To date, Concord has invested in venture and growth stage, private healthcare companies within the firm’s AHA Innovation Development Fund, Concord Innovation Fund II and a special purpose vehicle (“SPV”). The AHA Innovation Development Fund was formed in association with the American Hospital Association, the national organization that represents nearly 5,000 hospitals, health care systems, networks, and other providers of care, to provide an investment vehicle through which AHA Members can make strategic investments in early-stage healthcare companies-in a manner consistent with the AHA’s mission, vision, and values. Concord has developed an extensive base of strategic investors including healthcare providers and payors. Concord targets
companies that can scale efficiently through commercial and strategic relationships with AHA members and health insurers. By leveraging its investor base and its relationship with the AHA, Concord aims to create incremental value by accelerating business development and shortening sales cycles to drive growth at portfolio companies.

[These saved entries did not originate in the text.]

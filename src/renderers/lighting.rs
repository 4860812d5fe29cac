// Copyright @yucwang 2026

use ndarray::{Array1, Array5, Axis, Zip};

use crate::core::error::{RenderError, Result};
use crate::core::field::{channels, VolumeField};
use crate::core::grid_transform::GridTransform;
use crate::math::constants::{Float, Vector3f};
use crate::renderers::renderer::Renderer;

/// A light that computes its in-scattered radiance on the density grid.
pub trait GridLight: Send + Sync {
    fn is_monochrome(&self) -> bool;

    /// Light field `(N, D, H, W, 1|3)` for `density` `(N, D, H, W, 1)`.
    /// `transforms` holds one transform per batch element.
    fn grid_lighting(&self, density: &VolumeField, transforms: &[GridTransform], renderer: &Renderer) -> Result<VolumeField>;
}

pub enum LightSource {
    Procedural(Box<dyn GridLight>),
    /// Light field broadcastable to the density's spatial shape, mono or RGB.
    Precomputed(VolumeField),
}

/// Scattered light: density times incoming radiance and the scattering ratio.
pub fn volume_scatter(density: &VolumeField, light_in: &[Float], scattering_ratio: Float) -> VolumeField {
    let color = Array1::from(light_in.iter().map(|c| c * scattering_ratio).collect::<Vec<_>>());
    density * &color
}

/// Uniform light from every direction.
#[derive(Debug, Clone, PartialEq)]
pub struct AmbientLight {
    pub intensity: Vector3f,
    pub monochrome: bool,
}

impl AmbientLight {
    pub fn new(intensity: Float) -> Self {
        Self { intensity: Vector3f::new(intensity, intensity, intensity), monochrome: true }
    }

    pub fn colored(intensity: Vector3f) -> Self {
        Self { intensity, monochrome: false }
    }
}

impl GridLight for AmbientLight {
    fn is_monochrome(&self) -> bool {
        self.monochrome
    }

    fn grid_lighting(&self, density: &VolumeField, _transforms: &[GridTransform], renderer: &Renderer) -> Result<VolumeField> {
        let light_in: Vec<Float> = if self.monochrome {
            vec![self.intensity.x]
        } else {
            self.intensity.iter().cloned().collect()
        };
        Ok(volume_scatter(density, &light_in, renderer.settings().scattering_ratio))
    }
}

/// Unshadowed point light with inverse square falloff.
#[derive(Debug, Clone, PartialEq)]
pub struct PointLight {
    pub position: Vector3f,
    pub intensity: Vector3f,
    pub monochrome: bool,
    /// Distance below which the falloff is clamped.
    pub min_distance: Float,
}

impl PointLight {
    pub fn new(position: Vector3f, intensity: Vector3f) -> Self {
        Self { position, intensity, monochrome: false, min_distance: 1e-2 }
    }
}

impl GridLight for PointLight {
    fn is_monochrome(&self) -> bool {
        self.monochrome
    }

    fn grid_lighting(&self, density: &VolumeField, transforms: &[GridTransform], renderer: &Renderer) -> Result<VolumeField> {
        let (batch, depth, height, width, _) = density.dim();
        if transforms.len() != batch {
            return Err(RenderError::BatchMismatch { transforms: transforms.len(), batch });
        }
        let light_channels = if self.monochrome { 1 } else { 3 };
        let ratio = renderer.settings().scattering_ratio;
        let min_sq = self.min_distance * self.min_distance;

        let mut light = Array5::<Float>::zeros((batch, depth, height, width, light_channels));
        for (n, transform) in transforms.iter().enumerate() {
            let mut out = light.index_axis_mut(Axis(0), n);
            for ((k, j, i, c), value) in out.indexed_iter_mut() {
                let distance_sq = (transform.cell_center_world(i, j, k) - self.position).norm_squared().max(min_sq);
                *value = self.intensity[c] * ratio * density[[n, k, j, i, 0]] / distance_sq;
            }
        }
        Ok(light)
    }
}

fn luma_weighted(light: &VolumeField, luma: &[Float; 3]) -> VolumeField {
    let (n, d, h, w, _) = light.dim();
    let mut mono = Array5::<Float>::zeros((n, d, h, w, 1));
    Zip::from(mono.lanes_mut(Axis(4)))
        .and(light.lanes(Axis(4)))
        .for_each(|mut out, rgb| out[0] = rgb[0] * luma[0] + rgb[1] * luma[1] + rgb[2] * luma[2]);
    mono
}

/// Converts a light field to `target` channels: RGB to luma or mono to RGB.
fn convert_light(light: VolumeField, target: usize, luma: &[Float; 3]) -> Result<VolumeField> {
    match (channels(&light), target) {
        (c, t) if c == t => Ok(light),
        (3, 1) => Ok(luma_weighted(&light, luma)),
        (1, 3) => {
            let (n, d, h, w, _) = light.dim();
            light
                .broadcast((n, d, h, w, 3))
                .map(|view| view.to_owned())
                .ok_or_else(|| RenderError::Shape("cannot broadcast monochrome light to RGB".to_string()))
        }
        (c, _) => Err(RenderError::Shape(format!("light fields must have 1 or 3 channels, has {}", c))),
    }
}

impl Renderer {
    /// Sums all light sources into one field with 1 (monochrome) or 3
    /// channels matching the density's batch and spatial shape.
    pub fn build_light_grid(
        &self,
        density: &VolumeField,
        transforms: &[GridTransform],
        lights: &[LightSource],
        monochrome: bool,
    ) -> Result<VolumeField> {
        log::debug!("render lights: {}", lights.len());
        if lights.is_empty() {
            log::warn!("Light list is empty!");
        }
        let (batch, depth, height, width, _) = density.dim();
        let light_channels = if monochrome { 1 } else { 3 };
        let luma = self.settings().luma;
        let mut light_data = Array5::<Float>::zeros((batch, depth, height, width, light_channels));

        for (i, light) in lights.iter().enumerate() {
            let grid = match light {
                LightSource::Procedural(light) => {
                    convert_light(light.grid_lighting(density, transforms, self)?, light_channels, &luma)?
                }
                LightSource::Precomputed(grid) => convert_light(grid.clone(), light_channels, &luma)?,
            };
            let grid = grid.broadcast(light_data.raw_dim()).ok_or_else(|| {
                RenderError::Shape(format!(
                    "light {} with shape {:?} does not match the density shape {:?}",
                    i,
                    grid.shape(),
                    light_data.shape()
                ))
            })?;
            light_data += &grid;
        }
        Ok(light_data)
    }
}

#[cfg(test)]
mod tests {
    use super::*;
    use crate::core::field::GridSize;
    use crate::core::settings::RendererSettings;
    use crate::math::constants::REC709_LUMA;

    fn renderer() -> Renderer {
        Renderer::cpu(RendererSettings { scattering_ratio: 0.5, ..Default::default() }).unwrap()
    }

    #[test]
    fn test_lights_are_converted_and_accumulated() {
        let density = Array5::<Float>::from_elem((1, 2, 2, 2, 1), 2.0);
        let transforms = vec![GridTransform::unit_cube(GridSize::cube(2))];
        let lights = vec![
            LightSource::Procedural(Box::new(AmbientLight::new(1.0))),
            LightSource::Precomputed(Array5::from_shape_vec((1, 1, 1, 1, 3), vec![1.0, 0.0, 0.0]).unwrap()),
        ];
        let r = renderer();

        let rgb = r.build_light_grid(&density, &transforms, &lights, false).unwrap();
        assert_eq!(rgb.shape(), &[1, 2, 2, 2, 3]);
        assert!((rgb[[0, 1, 1, 1, 0]] - 2.0).abs() < 1e-6);
        assert!((rgb[[0, 1, 1, 1, 1]] - 1.0).abs() < 1e-6);

        let mono = r.build_light_grid(&density, &transforms, &lights, true).unwrap();
        assert_eq!(mono.shape(), &[1, 2, 2, 2, 1]);
        assert!((mono[[0, 0, 0, 0, 0]] - (1.0 + REC709_LUMA[0])).abs() < 1e-6);
    }

    #[test]
    fn test_mismatched_light_is_rejected() {
        let density = Array5::<Float>::zeros((1, 2, 2, 2, 1));
        let transforms = vec![GridTransform::unit_cube(GridSize::cube(2))];
        let lights = vec![LightSource::Precomputed(Array5::zeros((1, 3, 2, 2, 1)))];
        assert!(renderer().build_light_grid(&density, &transforms, &lights, true).is_err());
    }

    #[test]
    fn test_point_light_falls_off_with_distance() {
        let density = Array5::<Float>::ones((1, 1, 1, 4, 1));
        let transform = GridTransform::new(GridSize::new(1, 1, 4), nalgebra::Matrix4::identity());
        let mut light = PointLight::new(Vector3f::new(0.0, 0.5, 0.5), Vector3f::new(1.0, 1.0, 1.0));
        light.monochrome = true;
        let field = light.grid_lighting(&density, &[transform], &renderer()).unwrap();
        assert!((field[[0, 0, 0, 0, 0]] - 0.5 / 0.25).abs() < 1e-5);
        assert!(field[[0, 0, 0, 1, 0]] > field[[0, 0, 0, 2, 0]]);
    }
}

In addition to public capital markets and private equity investing experience, Concord has an operating team that provides varying levels of support to Concord’s portfolio companies. The operating team’s capabilities complement Concord’s private transactions group which custom designs transactions to accommodate long-term structured investments in healthcare companies. Concord also benefits from its strategic partnership model in which interests are aligned between strategic investors and portfolio companies. Concord’s strategic partners expand access to opportunities and provide supplemental resources to Concord and its portfolio companies. The model allows Concord to accelerate business development and drive efficient growth to create incremental value for all stakeholders. Select strategic investors include the American Hospital Association, Atlantic Health System, Atrium Health, Blanchard Valley, Carilion Clinic, Edward-Elmhurst Health, Hartford Healthcare, Henry Ford Health System, Ochsner, Saint Luke’s Health System, Cox Health and Mercy Health Services. We believe that we will benefit from Concord’s diverse resources and capabilities.
Business Combination Agreement with Integrity Implants, Inc.
On November 14, 2021, our board of directors unanimously approved a business combination agreement, dated November 14, 2021, by and among the Company, Accelerate Merger Sub, Inc., a wholly owned subsidiary of CHP (“Merger Sub”), and Integrity Implants Inc. d/b/a Accelus (“Accelus”) (as amended on November 30, 2021 and December 23, 2021, as disclosed in CHP’s Current Reports on Form 8-K
filed on December 6, 2021 and December 30, 2021, respectively, and as it may be further amended and/or restated from time to time, the “Business Combination Agreement”). If the Business Combination Agreement is approved by our stockholders and the transactions under the Business Combination Agreement are consummated, Merger Sub will merge with and into Accelus (the “Merger”), with Accelus surviving the Merger as a wholly owned subsidiary of CHP. In addition, upon the effectiveness of the proposed amended and restated certificate of incorporation to be adopted by CHP pursuant to the Business Combination Agreement, CHP will be renamed “Accelus, Inc.” and is referred to herein as “New Accelus” following the consummation (the “Closing”) of the transactions described below (collectively, the “Business Combination”).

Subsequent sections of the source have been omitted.